8.0 Checks and Alerts

The checks and alerts are designed to check the health of each node (server) in the Fortanix DSM cluster and the services that each node runs. The solution by default performs the following checks and alerts. This is easily extensible and configurable. Based on customer needs, we can add additional checks and we can also customize the alert thresholds and intervals. Here is a list of checks and alerts that we currently support along with actions when an alert is triggered.

8.1 System Component: CPU

Metric: - Temperature

Threshold: - Warning & Critical

Alert Categorization: - Low

Issue Description: - This alert indicates environmental issues in the data center resulting in non-ambient temperature for appliances.

Recommended Action:

  1. Check data center environmental controls.

  2. If the data center temperature setting is okay, escalate to Fortanix support. 

8.2 System Component: Memory

Metric: Utilization

Threshold: 80% Warning & 90% Critical

Alert Categorization: Low

Issue Description: These alerts mean that the memory utilization on the host has reached its limits. It is indicative of a high workload, and if this stays for an extended period, this indicates capacity expansion is required.

Recommended Action:

  1. This is not necessarily an indication of failure, but indicative of high requests from clients. Please wait for at least 15 minutes to allow the temporary workloads to be completed.

  2. Verify the process with high memory usage: ps aux | sort -nrk 4,4 | head -n 3

  3. If the above output contains CassandraDaemon or Elasticsearch or /root/enclave-runner /root/backend.sgxs, then the issue is due to high traffic. Otherwise Please note the output and escalate to Fortanix.

    1. If due to high traffic, the alarm appears only for a few hosts, then it indicates suboptimal load balancing. Please check with Fortanix support.

    2. If the alarm appears on many hosts, please note the client using Audit logs. Log in to the Fortanix DSM UI, and note the Application performing high transactions. Please notify the client team owning the App, to verify if this is non-standard traffic and to bring this down if possible. If this is expected traffic, then escalate to Fortanix support for capacity addition.

8.3 System Component: Disk

Metric: - Space utilization

Threshold: - 80% Warning & 90% Critical

Alert Categorization: - Low

Issue Description: - These alerts indicate the disk utilization on the host has reached its limits, which means a purge of old data is required.

Recommended Action:

  1. This is indicative of:

    1. Cassandra data occupying disk space limits.
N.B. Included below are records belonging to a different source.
use aide::axum::{
	routing::{get_with, post_with},
	ApiRouter,
};
use axum::http::StatusCode;
use uuid::Uuid;

use crate::{error, route::comment, AppState};

pub mod model;
pub mod query;
pub mod route;

#[derive(Debug, thiserror::Error)]
pub enum Error {
	#[error("unknown post {0}")]
	UnknownPost(Uuid),
	#[error("not allowed to modify this post")]
	Forbidden,
}

pub type RouteError = error::RouteError<Error>;

/// Post routes, with comments nested under `/:id/comment`.
pub fn routes() -> ApiRouter<AppState> {
	use route::*;

	ApiRouter::new()
		.api_route(
			"/",
			get_with(get_posts, get_posts_docs).post_with(create_post, create_post_docs),
		)
		.api_route(
			"/:id",
			get_with(get_post, get_post_docs)
				.put_with(update_post, update_post_docs)
				.patch_with(update_post, update_post_docs)
				.delete_with(delete_post, delete_post_docs),
		)
		.api_route("/:id/like", post_with(like_post, like_post_docs))
		.api_route("/:id/remove_like", post_with(remove_like, remove_like_docs))
		.nest("/:id/comment", comment::routes())
}

impl error::ErrorShape for Error {
	fn status(&self) -> StatusCode {
		match self {
			Self::UnknownPost(..) => StatusCode::NOT_FOUND,
			Self::Forbidden => StatusCode::FORBIDDEN,
		}
	}

	fn into_errors(self) -> Vec<error::Message<'static>> {
		let message = error::Message::new(self.to_string());

		match self {
			Self::UnknownPost(post) => message.detail("post", post.to_string()).into_vec(),
			Self::Forbidden => message.into_vec(),
		}
	}
}

#[cfg(test)]
mod test {
	use axum::http::StatusCode;

	use crate::test::*;

	#[tokio::test]
	async fn test_creating_a_post_needs_authentication() {
		let app = app(lazy_pool());

		let response = app.post("/post").json(&json!({ "body": "hello" })).await;

		assert_eq!(response.status_code(), StatusCode::UNAUTHORIZED);
	}

	#[sqlx::test]
	#[ignore = "needs a postgres DATABASE_URL"]
	async fn test_post_lifecycle(pool: Database) {
		let app = app(pool);
		let john = register(&app, "john").await;
		let jane = register(&app, "jane").await;

		let response = app
			.post("/post")
			.add_header(AUTHORIZATION, bearer(&john.access))
			.json(&json!({ "body": "hello world" }))
			.await;

		assert_eq!(response.status_code(), StatusCode::CREATED);

		let post = response.json::<Value>();
		let id = post["id"].as_str().unwrap().to_owned();

		assert_eq!(post["author"]["username"], "john");
		assert_eq!(post["edited"], false);

		// Only the author may edit
		let response = app
			.patch(&format!("/post/{id}"))
			.add_header(AUTHORIZATION, bearer(&jane.access))
			.json(&json!({ "body": "hijacked" }))
			.await;

		assert_eq!(response.status_code(), StatusCode::FORBIDDEN);

		let response = app
			.put(&format!("/post/{id}"))
			.add_header(AUTHORIZATION, bearer(&john.access))
			.json(&json!({ "body": "hello again" }))
			.await;

		assert_eq!(response.status_code(), StatusCode::OK);
		assert_eq!(response.json::<Value>()["edited"], true);

		let response = app.get("/post").await;

		assert_eq!(response.status_code(), StatusCode::OK);
		assert_eq!(response.json::<Value>()["count"], 1);

		let response = app
			.delete(&format!("/post/{id}"))
			.add_header(AUTHORIZATION, bearer(&john.access))
			.await;

		assert_eq!(response.status_code(), StatusCode::NO_CONTENT);

		let response = app.get(&format!("/post/{id}")).await;

		assert_eq!(response.status_code(), StatusCode::NOT_FOUND);
	}

	#[sqlx::test]
	#[ignore = "needs a postgres DATABASE_URL"]
	async fn test_likes(pool: Database) {
		let app = app(pool);
		let john = register(&app, "john").await;
		let jane = register(&app, "jane").await;

		let post = app
			.post("/post")
			.add_header(AUTHORIZATION, bearer(&john.access))
			.json(&json!({ "body": "like me" }))
			.await
			.json::<Value>();
		let id = post["id"].as_str().unwrap().to_owned();

		let response = app
			.post(&format!("/post/{id}/like"))
			.add_header(AUTHORIZATION, bearer(&jane.access))
			.await;

		assert_eq!(response.status_code(), StatusCode::OK);

		let post = response.json::<Value>();

		assert_eq!(post["liked"], true);
		assert_eq!(post["likes_count"], 1);

		// Liking twice does not count twice
		let post = app
			.post(&format!("/post/{id}/like"))
			.add_header(AUTHORIZATION, bearer(&jane.access))
			.await
			.json::<Value>();

		assert_eq!(post["likes_count"], 1);

		let post = app
			.post(&format!("/post/{id}/like"))
			.add_header(AUTHORIZATION, bearer(&john.access))
			.await
			.json::<Value>();

		assert_eq!(post["likes_count"], 2);

		// Anonymous viewers never see a post as liked
		let post = app.get(&format!("/post/{id}")).await.json::<Value>();

		assert_eq!(post["liked"], false);
		assert_eq!(post["likes_count"], 2);

		let post = app
			.post(&format!("/post/{id}/remove_like"))
			.add_header(AUTHORIZATION, bearer(&jane.access))
			.await
			.json::<Value>();

		assert_eq!(post["liked"], false);
		assert_eq!(post["likes_count"], 1);
	}
}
  2. Check the exact cause:

    1. For Cassandra disk usage, run the command:

      du -sh /data/cassandra
  3. If any of the above outputs show that the disk usage is very high (in 100 Gbs), it means that the old data needs to be purged.

    1. Stale accounts or keys: Please identify accounts and keys not being used recently, and then delete them from the Fortanix DSM UI.
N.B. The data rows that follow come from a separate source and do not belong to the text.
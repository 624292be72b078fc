//! Post queries shared by the post and comment routes.

use sqlx::PgExecutor;
use uuid::Uuid;

use super::model::{Post, PostRow};
use crate::{
	route::user::{manager, model::User},
	Database,
};

/// Selects posts with their like and comment counts. `$1` is the internal
/// id of the viewer, or `NULL` for anonymous requests.
const SELECT_POST: &str = r#"
	SELECT
		p.*,
		(SELECT COUNT(*) FROM post_like l WHERE l.post_id = p.id) AS likes_count,
		(SELECT COUNT(*) FROM comment c WHERE c.post_id = p.id) AS comments_count,
		EXISTS (
			SELECT 1 FROM post_like l WHERE l.post_id = p.id AND l.user_id = $1
		) AS liked
	FROM post p
"#;

/// The internal ids of a post, used for permission checks and foreign keys.
#[derive(Debug, Clone, Copy, sqlx::FromRow)]
pub struct PostRef {
	pub id: i64,
	pub author_id: i64,
}

pub async fn find_ref<'c>(
	executor: impl PgExecutor<'c>,
	public_id: Uuid,
) -> Result<Option<PostRef>, sqlx::Error> {
	sqlx::query_as::<_, PostRef>("SELECT id, author_id FROM post WHERE public_id = $1")
		.bind(public_id)
		.fetch_optional(executor)
		.await
}

/// Attaches the authors to the rows, keeping their order.
async fn with_authors(
	database: &Database,
	rows: Vec<PostRow>,
	viewer: Option<&User>,
) -> Result<Vec<Post>, sqlx::Error> {
	let ids = rows.iter().map(|row| row.author_id).collect::<Vec<_>>();
	let authors = manager::get_many(database, &ids).await?;

	Ok(rows
		.into_iter()
		.filter_map(|row| {
			let author = authors.get(&row.author_id)?.clone();

			Some(row.into_post(author, viewer))
		})
		.collect())
}

pub async fn find(
	database: &Database,
	public_id: Uuid,
	viewer: Option<&User>,
) -> Result<Option<Post>, sqlx::Error> {
	let row = sqlx::query_as::<_, PostRow>(&format!("{SELECT_POST} WHERE p.public_id = $2"))
		.bind(viewer.map(|viewer| viewer.id))
		.bind(public_id)
		.fetch_optional(database)
		.await?;

	let Some(row) = row else {
		return Ok(None);
	};

	Ok(with_authors(database, vec![row], viewer).await?.pop())
}

/// Returns a page of posts, newest first, optionally only those by `author`.
pub async fn list(
	database: &Database,
	author: Option<Uuid>,
	limit: i64,
	offset: i64,
	viewer: Option<&User>,
) -> Result<(Vec<Post>, i64), sqlx::Error> {
	let rows = sqlx::query_as::<_, PostRow>(&format!(
		r#"
			{SELECT_POST}
			WHERE $2::uuid IS NULL OR p.author_id = (SELECT id FROM "user" WHERE public_id = $2)
			ORDER BY p.created DESC, p.id DESC
			LIMIT $3 OFFSET $4
		"#
	))
	.bind(viewer.map(|viewer| viewer.id))
	.bind(author)
	.bind(limit)
	.bind(offset)
	.fetch_all(database)
	.await?;

	let count = sqlx::query_scalar::<_, i64>(
		r#"
			SELECT COUNT(*) FROM post p
			WHERE $1::uuid IS NULL OR p.author_id = (SELECT id FROM "user" WHERE public_id = $1)
		"#,
	)
	.bind(author)
	.fetch_one(database)
	.await?;

	Ok((with_authors(database, rows, viewer).await?, count))
}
  4. If none of the above methods work, then the cause might be due to some unaccounted log file taking space. Escalate to Fortanix support for the correct identification of this log file and remediation.

8.4 System Component: NTP

Metric: - sync offset, stratum & unsynced

Threshold: - 20ms offset – Warning, 200ms offset – Critical, if stratum > 15 & NTP is not synced.

Alert Categorization: - Low

Issue Description: - This alert indicates possible failure to reach the external NTP server, which is very important for database synchronization.

Recommended Action:

  1. Verify that the network link is up to NTP servers using ping. If network connectivity is fine, then it could indicate a failure in the service (Network Time Protocol daemon (ntpd) crashed).
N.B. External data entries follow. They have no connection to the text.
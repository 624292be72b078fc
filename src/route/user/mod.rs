use aide::axum::{routing::get_with, ApiRouter};
use axum::http::StatusCode;

use crate::{error, AppState};

pub mod manager;
pub mod model;
pub mod route;

#[derive(Debug, thiserror::Error)]
pub enum Error {
	#[error("unknown user {0}")]
	UnknownUser(String),
	#[error("not allowed to modify this user")]
	Forbidden,
	#[error("username already taken")]
	UsernameTaken,
	#[error("email already taken")]
	EmailTaken,
	#[error("{0} is required to create a user")]
	MissingField(&'static str),
}

pub type RouteError = error::RouteError<Error>;

/// Users can only be listed, fetched and partially updated. Accounts are
/// created through `/auth/register`.
pub fn routes() -> ApiRouter<AppState> {
	use route::*;

	ApiRouter::new()
		.api_route("/", get_with(list_users, list_users_docs))
		.api_route(
			"/:id",
			get_with(get_user, get_user_docs).patch_with(update_user, update_user_docs),
		)
}

impl error::ErrorShape for Error {
	fn status(&self) -> StatusCode {
		match self {
			Self::UnknownUser(..) => StatusCode::NOT_FOUND,
			Self::Forbidden => StatusCode::FORBIDDEN,
			Self::UsernameTaken | Self::EmailTaken => StatusCode::CONFLICT,
			Self::MissingField(..) => StatusCode::INTERNAL_SERVER_ERROR,
		}
	}

	fn into_errors(self) -> Vec<error::Message<'static>> {
		match self {
			Self::UnknownUser(ref user) => {
				let user = user.clone();

				error::Message::new(self.to_string())
					.detail("user", user)
					.into_vec()
			}
			Self::UsernameTaken => error::Message::new(self.to_string())
				.field("username")
				.into_vec(),
			Self::EmailTaken => error::Message::new(self.to_string())
				.field("email")
				.into_vec(),
			Self::Forbidden => error::Message::new(self.to_string()).into_vec(),
			Self::MissingField(..) => error::Message::new("internal server error").into_vec(),
		}
	}
}

#[cfg(test)]
mod test {
	use axum::http::StatusCode;

	use crate::test::*;

	#[tokio::test]
	async fn test_listing_users_needs_authentication() {
		let app = app(lazy_pool());

		let response = app.get("/user").await;

		assert_eq!(response.status_code(), StatusCode::UNAUTHORIZED);
	}

	#[sqlx::test]
	#[ignore = "needs a postgres DATABASE_URL"]
	async fn test_superusers_are_only_listed_for_superusers(pool: Database) {
		let app = app(pool.clone());
		let john = register(&app, "john").await;
		let admin = superuser(&app, &pool, "admin").await;

		let response = app
			.get("/user")
			.add_header(AUTHORIZATION, bearer(&john.access))
			.await;

		assert_eq!(response.json::<Value>()["count"], 1);

		let response = app
			.get(&format!("/user/{}", admin.id))
			.add_header(AUTHORIZATION, bearer(&john.access))
			.await;

		assert_eq!(response.status_code(), StatusCode::NOT_FOUND);

		let response = app
			.get("/user")
			.add_header(AUTHORIZATION, bearer(&admin.access))
			.await;

		assert_eq!(response.json::<Value>()["count"], 2);
	}

	#[sqlx::test]
	#[ignore = "needs a postgres DATABASE_URL"]
	async fn test_users_can_only_update_themselves(pool: Database) {
		let app = app(pool.clone());
		let john = register(&app, "john").await;
		let jane = register(&app, "jane").await;
		let admin = superuser(&app, &pool, "admin").await;

		let response = app
			.patch(&format!("/user/{}", jane.id))
			.add_header(AUTHORIZATION, bearer(&john.access))
			.json(&json!({ "bio": "hacked" }))
			.await;

		assert_eq!(response.status_code(), StatusCode::FORBIDDEN);

		let response = app
			.patch(&format!("/user/{}", john.id))
			.add_header(AUTHORIZATION, bearer(&john.access))
			.json(&json!({ "bio": "hello", "email": "John@Example.ORG" }))
			.await;

		assert_eq!(response.status_code(), StatusCode::OK);

		let body = response.json::<Value>();

		assert_eq!(body["bio"], "hello");
		assert_eq!(body["email"], "John@example.org");
		assert_eq!(body["username"], "john");

		let response = app
			.patch(&format!("/user/{}", jane.id))
			.add_header(AUTHORIZATION, bearer(&admin.access))
			.json(&json!({ "first_name": "Jane" }))
			.await;

		assert_eq!(response.status_code(), StatusCode::OK);
	}

	#[sqlx::test]
	#[ignore = "needs a postgres DATABASE_URL"]
	async fn test_malformed_user_id_is_unknown(pool: Database) {
		let app = app(pool);
		let john = register(&app, "john").await;

		let response = app
			.get("/user/not-a-uuid")
			.add_header(AUTHORIZATION, bearer(&john.access))
			.await;

		assert_eq!(response.status_code(), StatusCode::NOT_FOUND);
	}
}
  2. To verify, run the command:

    1. ntpq -p: The output should show a correct sync state and reachability (The first row should have ‘*’ marked to indicate the sync connection. If none of the rows are marked, then it means that the sync is not set.

  3. To fix the sync, run:

    1. sudo service ntp restart, this activity will be performed by E & T post the initial troubleshooting performed by the SPS team.

8.5 System Component: SDKMS REST API

  • port-check-external for sdkms-rest-api 443

  • sdkms-kmip-api 5696

  • sdkms-ui-nginx 4445

  • sdkms-proxy 4445

  • sdkms-server 443

Metric: - reachability

Threshold: - if not reachable

Alert Categorization: - Low

Issue Description: - This alert indicates service reachability failures.

Recommended Action:

  1. Usually, intermittent failures will be recoverable, and the service will be automatically restarted. Hence, wait for at least 10 minutes for the alarm to recover.

  2. If you are unable to recover from the failure, then please escalate to Fortanix support with the following information for easy debugging:

    1. ssh into one of the nodes of the cluster.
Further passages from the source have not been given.